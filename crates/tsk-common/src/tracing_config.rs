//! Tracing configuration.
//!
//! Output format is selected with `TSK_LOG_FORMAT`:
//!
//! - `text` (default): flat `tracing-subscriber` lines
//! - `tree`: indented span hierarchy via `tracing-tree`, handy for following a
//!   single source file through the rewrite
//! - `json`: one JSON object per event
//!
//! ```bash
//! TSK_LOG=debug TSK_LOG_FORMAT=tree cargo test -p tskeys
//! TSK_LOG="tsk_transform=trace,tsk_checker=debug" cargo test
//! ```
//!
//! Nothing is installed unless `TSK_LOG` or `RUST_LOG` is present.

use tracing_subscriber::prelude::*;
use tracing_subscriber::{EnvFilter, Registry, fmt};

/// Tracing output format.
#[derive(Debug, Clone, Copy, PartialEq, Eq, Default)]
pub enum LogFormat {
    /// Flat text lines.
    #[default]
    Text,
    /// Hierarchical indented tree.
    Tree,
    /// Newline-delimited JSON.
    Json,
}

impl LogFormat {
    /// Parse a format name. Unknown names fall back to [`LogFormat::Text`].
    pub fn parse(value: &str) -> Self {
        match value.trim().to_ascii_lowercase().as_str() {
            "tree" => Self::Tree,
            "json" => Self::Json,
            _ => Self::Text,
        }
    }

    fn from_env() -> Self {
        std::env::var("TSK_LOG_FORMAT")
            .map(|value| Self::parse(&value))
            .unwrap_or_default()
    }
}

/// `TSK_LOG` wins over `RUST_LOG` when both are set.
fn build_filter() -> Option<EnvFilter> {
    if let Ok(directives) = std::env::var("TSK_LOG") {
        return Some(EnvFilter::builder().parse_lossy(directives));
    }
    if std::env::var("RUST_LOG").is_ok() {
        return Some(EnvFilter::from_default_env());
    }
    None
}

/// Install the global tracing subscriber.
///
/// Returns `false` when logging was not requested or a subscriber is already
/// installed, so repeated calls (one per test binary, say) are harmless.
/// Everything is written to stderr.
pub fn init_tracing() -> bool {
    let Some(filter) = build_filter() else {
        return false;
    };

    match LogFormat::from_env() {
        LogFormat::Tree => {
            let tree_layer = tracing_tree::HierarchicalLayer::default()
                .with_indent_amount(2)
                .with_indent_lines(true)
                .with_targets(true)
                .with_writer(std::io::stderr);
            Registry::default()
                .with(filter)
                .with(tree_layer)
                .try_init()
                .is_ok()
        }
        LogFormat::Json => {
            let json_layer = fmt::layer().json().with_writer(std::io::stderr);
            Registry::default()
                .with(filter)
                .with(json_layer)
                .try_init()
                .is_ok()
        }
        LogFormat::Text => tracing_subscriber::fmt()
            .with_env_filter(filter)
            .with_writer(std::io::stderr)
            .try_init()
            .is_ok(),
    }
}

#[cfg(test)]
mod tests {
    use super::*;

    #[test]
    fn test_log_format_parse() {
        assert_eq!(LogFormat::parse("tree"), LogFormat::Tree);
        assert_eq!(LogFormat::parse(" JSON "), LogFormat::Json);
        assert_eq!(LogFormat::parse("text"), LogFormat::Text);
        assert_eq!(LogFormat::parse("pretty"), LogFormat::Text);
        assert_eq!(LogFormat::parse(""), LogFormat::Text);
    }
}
________
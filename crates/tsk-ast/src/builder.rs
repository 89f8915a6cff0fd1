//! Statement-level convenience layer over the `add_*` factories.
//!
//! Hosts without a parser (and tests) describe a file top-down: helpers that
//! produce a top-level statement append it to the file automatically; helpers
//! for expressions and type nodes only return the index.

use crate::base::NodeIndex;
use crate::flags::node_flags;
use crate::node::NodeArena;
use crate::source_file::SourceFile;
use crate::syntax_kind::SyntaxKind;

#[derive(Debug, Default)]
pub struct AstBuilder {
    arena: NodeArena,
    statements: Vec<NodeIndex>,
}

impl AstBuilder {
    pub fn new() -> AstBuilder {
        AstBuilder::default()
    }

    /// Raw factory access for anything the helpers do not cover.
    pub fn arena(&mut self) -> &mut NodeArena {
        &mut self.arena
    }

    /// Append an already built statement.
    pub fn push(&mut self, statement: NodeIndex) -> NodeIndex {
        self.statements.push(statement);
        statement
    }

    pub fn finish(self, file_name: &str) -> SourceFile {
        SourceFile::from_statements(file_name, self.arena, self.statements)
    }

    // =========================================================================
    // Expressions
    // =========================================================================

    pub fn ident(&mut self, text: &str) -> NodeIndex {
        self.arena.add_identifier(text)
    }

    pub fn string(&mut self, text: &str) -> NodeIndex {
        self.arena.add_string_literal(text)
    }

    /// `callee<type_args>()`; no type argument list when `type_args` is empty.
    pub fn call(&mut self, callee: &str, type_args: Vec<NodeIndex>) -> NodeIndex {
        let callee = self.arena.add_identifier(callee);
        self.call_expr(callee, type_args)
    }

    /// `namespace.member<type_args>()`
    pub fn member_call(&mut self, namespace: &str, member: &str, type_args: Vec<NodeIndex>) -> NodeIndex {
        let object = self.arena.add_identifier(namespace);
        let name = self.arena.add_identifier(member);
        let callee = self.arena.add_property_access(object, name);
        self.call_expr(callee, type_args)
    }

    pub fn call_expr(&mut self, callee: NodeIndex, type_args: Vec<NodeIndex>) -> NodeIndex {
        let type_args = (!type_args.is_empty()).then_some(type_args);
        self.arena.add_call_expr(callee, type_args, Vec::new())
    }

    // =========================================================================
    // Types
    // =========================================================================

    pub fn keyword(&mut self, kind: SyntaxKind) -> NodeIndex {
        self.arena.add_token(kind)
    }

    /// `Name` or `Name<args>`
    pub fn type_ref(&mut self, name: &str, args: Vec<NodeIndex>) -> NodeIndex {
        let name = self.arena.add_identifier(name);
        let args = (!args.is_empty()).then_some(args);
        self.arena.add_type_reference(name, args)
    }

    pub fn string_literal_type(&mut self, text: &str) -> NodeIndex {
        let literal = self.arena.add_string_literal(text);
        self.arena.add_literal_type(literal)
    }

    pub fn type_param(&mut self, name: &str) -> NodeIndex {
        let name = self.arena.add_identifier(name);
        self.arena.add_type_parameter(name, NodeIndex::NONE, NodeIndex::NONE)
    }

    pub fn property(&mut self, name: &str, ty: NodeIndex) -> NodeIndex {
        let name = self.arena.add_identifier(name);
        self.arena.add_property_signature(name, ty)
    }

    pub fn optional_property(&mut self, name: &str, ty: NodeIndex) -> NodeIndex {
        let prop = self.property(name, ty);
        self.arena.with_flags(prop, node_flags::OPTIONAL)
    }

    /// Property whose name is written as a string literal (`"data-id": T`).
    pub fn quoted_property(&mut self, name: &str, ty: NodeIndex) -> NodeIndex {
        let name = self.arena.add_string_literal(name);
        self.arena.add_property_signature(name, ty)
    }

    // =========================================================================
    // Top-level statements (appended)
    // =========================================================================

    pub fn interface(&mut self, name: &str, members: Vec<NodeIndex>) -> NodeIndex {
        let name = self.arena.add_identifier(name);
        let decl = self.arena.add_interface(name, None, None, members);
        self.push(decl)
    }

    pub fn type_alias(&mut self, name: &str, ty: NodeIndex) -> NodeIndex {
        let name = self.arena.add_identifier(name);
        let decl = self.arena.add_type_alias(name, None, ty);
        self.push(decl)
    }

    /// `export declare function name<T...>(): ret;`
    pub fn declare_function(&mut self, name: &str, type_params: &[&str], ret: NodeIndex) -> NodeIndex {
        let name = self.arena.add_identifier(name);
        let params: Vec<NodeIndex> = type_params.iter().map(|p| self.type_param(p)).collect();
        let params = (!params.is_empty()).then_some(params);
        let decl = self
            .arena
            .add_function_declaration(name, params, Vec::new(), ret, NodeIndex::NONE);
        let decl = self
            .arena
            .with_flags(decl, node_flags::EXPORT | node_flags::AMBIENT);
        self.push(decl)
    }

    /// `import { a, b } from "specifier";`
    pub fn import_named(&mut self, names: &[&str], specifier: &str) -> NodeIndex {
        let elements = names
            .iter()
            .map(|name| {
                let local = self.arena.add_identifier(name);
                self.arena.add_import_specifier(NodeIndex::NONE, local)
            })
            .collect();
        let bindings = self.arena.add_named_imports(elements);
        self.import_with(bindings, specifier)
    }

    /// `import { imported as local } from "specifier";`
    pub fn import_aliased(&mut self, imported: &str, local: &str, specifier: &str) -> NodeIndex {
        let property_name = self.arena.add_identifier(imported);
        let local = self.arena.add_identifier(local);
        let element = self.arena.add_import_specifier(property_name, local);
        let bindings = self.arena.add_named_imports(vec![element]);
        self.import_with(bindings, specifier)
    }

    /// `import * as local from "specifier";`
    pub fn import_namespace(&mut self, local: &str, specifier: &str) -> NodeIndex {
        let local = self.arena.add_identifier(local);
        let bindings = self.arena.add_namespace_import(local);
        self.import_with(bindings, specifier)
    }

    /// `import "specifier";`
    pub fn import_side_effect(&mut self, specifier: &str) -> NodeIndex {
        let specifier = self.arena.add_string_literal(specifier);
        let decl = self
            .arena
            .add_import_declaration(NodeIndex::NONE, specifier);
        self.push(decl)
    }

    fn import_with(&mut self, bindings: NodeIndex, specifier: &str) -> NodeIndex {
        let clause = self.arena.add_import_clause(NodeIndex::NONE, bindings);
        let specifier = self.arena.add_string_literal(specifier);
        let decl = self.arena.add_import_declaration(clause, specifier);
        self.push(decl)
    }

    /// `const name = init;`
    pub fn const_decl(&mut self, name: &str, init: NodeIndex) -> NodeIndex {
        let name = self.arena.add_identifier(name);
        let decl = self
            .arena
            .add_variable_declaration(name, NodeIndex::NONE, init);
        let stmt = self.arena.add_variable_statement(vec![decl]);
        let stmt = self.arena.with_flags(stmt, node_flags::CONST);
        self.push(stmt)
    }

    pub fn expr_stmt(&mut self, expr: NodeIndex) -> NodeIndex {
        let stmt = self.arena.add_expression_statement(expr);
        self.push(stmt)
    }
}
________
▶ [Prompt] Filter the entries by the string "false" and copy each matching line.

▶ [Response area]
/// Returns `false` when logging was not requested or a subscriber is already
        return false;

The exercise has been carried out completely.